No se aventuren en señalarme de idealista o anti-realista; mucho menos de un apologista de eso que llaman Occidente. Occidente, y el resto, es una realidad pensada, que solo tiene realidad en tanto categoría para el pensamiento político. Occidente es el fantasma del pensamiento que ha colonizado el pensamiento. Pero todo fantasma existe mientras haya alguien dispuesto a creer en su existencia; pues, como los dioses, soportan su existencia en esa creencia, y sin creyentes que los crean cesa su existencia. Los caza-fantasmas harían más si renunciaran o al menos cuestionaran las supersticiones que dan existencia a sus presas. Si quieres descolonizar tu pensamiento, deja de creer en fantasmas.
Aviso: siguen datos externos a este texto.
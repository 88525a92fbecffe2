use serde::{Deserialize, Serialize};

/// Programme of study offered on the intake form.
#[derive(Debug, Clone, Copy, PartialEq, Eq, Default, Serialize, Deserialize, clap::ValueEnum)]
#[serde(rename_all = "kebab-case")]
pub enum Programme {
    ComputerScience,
    BusinessAdministration,
    Engineering,
    Education,
    InformationTechnology,
    #[default]
    Other,
}

impl Programme {
    #[must_use]
    pub fn title(self) -> &'static str {
        match self {
            Programme::ComputerScience => "Bachelor of Science in Computer Science",
            Programme::BusinessAdministration => "Bachelor of Business Administration",
            Programme::Engineering => "Bachelor of Engineering",
            Programme::Education => "Bachelor of Education",
            Programme::InformationTechnology => "Diploma in Information Technology",
            Programme::Other => "Other",
        }
    }
}

#[derive(Debug, Clone, PartialEq, Eq, Serialize, Deserialize)]
pub struct StudentInfo {
    pub name: String,
    pub registration_number: String,
    #[serde(default)]
    pub programme: Programme,
}

impl StudentInfo {
    /// Name and registration number are both required before an assessment.
    #[must_use]
    pub fn is_complete(&self) -> bool {
        !self.name.trim().is_empty() && !self.registration_number.trim().is_empty()
    }
}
La realidad es una sola; pero eso que llamamos realidad no son más que grados de conciencia. La conciencia de realidad puede ser nouménica o vivencial (y no entro ahora a discutir en el uso, tradición o conveniencia de los términos). Llamo ahora conciencia nouménica a la acción o actitud o disposición o como se quiera decir, del cuerpo que se piensa y se supone como cuerpo que existe. Y llamo consciencia vivencial al cuerpo que se experimenta a sí mismo como vivencia, prescindiendo del pensamiento. El cuerpo es uno solo, mejor dicho, muchos cuerpos o corpúsculos a velocidades extremadamente altas recorriendo un solo vacío infinito. El pensamiento divide, clasifica, separa, ordena, jerarquiza, buscando comprender y aprehender ese cuerpo de vacío infinito que es uno solo.
Apropiando algo que me vino de alguno de esos filósofos alemanes del siglo XIX; la mente se queda dando vueltas y vueltas al rededor de un edificio, lo ve siempre desde fuera sin hallar jamás su entrada. A la mente, o al intelecto, o como quiera llamarse esa ficción funcional, se le escapa la realidad (otra ficción funcional). Está dando vueltas entorno a aquello que se le ofrece impenetrable, inaprehensible, y, justamente por eso, lo llama realidad y se le opone, se pone de frente, se diferencia. El cuerpo, en cambio, en su vivirse como cuerpo, no se asume como realidad, no se sabe, no necesita saberse, no necesita aprehenderse; pues no está enfrentado, no es algo diferenciado; simplemente, es.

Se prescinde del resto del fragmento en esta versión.